You get a new customer. Instead of hiring a new rep, you give someone a 5th customer to manage. They struggle, and eventually they quit. Now, all of your employees have 5 customers. Sooner or later one of those will also quit, and then it's a race to see who can get out the door fastest.

The moral of that story is that all the load balancing in the world is for naught if you haven't done your capacity planning properly. And once the system starts to buckle it may be too late to bring new capacity online (since startup usually consumes more resources).


I mean... that's what circuit breakers are for. If a component of a service is optional to its operation, then it wraps calls to that service in a circuit-breaker and fails requests that ask for that service. And if a component of a service is not optional to the operation of a service, then the failure should cascade to the service's dependent clients, and their dependent clients, and so on, so that there's backpressure all the way back to the origin of the request.

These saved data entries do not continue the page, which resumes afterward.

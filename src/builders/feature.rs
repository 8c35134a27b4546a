//! HZ-010: Module features and their permissions.

use super::{required, Planned};
use crate::core::compiler::Compilation;
use crate::core::error::{Error, Result};
use crate::core::parser::Node;
use crate::core::path::ElementPath;
use crate::core::types::ElementKind;
use serde_json::{json, Map};

/// `createFeature` → POST `{api}/modules/{moduleCode}/features`.
///
/// The document is keyed by the feature code; every `<permission>` child
/// contributes `code → translated name`.
pub fn build(c: &mut Compilation, element: &Node, parent: &ElementPath) -> Result<Planned> {
    let module_code = required(element, "moduleCode", parent)?;
    let code = required(element, "code", parent)?;
    let path = parent.keyed(
        ElementKind::Feature.tag(),
        &[("moduleCode", module_code), ("code", code)],
    );

    let name = c.translate(&path, "name", element.attr("name", ""));
    let description = c.translate(&path, "description", element.attr("desc", ""));

    let mut permissions = Map::new();
    for permission in element.children_named("permission") {
        let perm_code = required(permission, "code", &path)?;
        if permissions.contains_key(perm_code) {
            return Err(Error::malformed(format!(
                "{}: duplicate permission '{}'",
                path, perm_code
            )));
        }
        let perm_path = path.keyed("permission", &[("code", perm_code)]);
        let perm_name = c.translate(&perm_path, "name", permission.attr("name", ""));
        permissions.insert(perm_code.to_string(), perm_name);
    }

    let mut document = Map::new();
    document.insert(
        code.to_string(),
        json!({
            "name": name,
            "description": description,
            "permissions": permissions,
        }),
    );

    let address = c.endpoint(&format!("/modules/{}/features", module_code));
    Ok(Planned::post(path, address, document.into()))
}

Health checks can have several purposes. They're used by the routing control plane to determine inclusion in the load balancer pool. This is already a kind of circuit breaker and is similar to what an application-level circuit breaker would poll. But they're also used by the scheduler to determine whether the instance needs to be restarted. You don't want your thing in a restart loop just because a dependency is down! In fact, if a very widely shared dependency went down, and everyone was checking it in their health check, the scheduler control plane could quickly have a backlog measured in days trying to move all those instances.

Our environment now supports distinct answers to those two questions but most service authors don't know about it.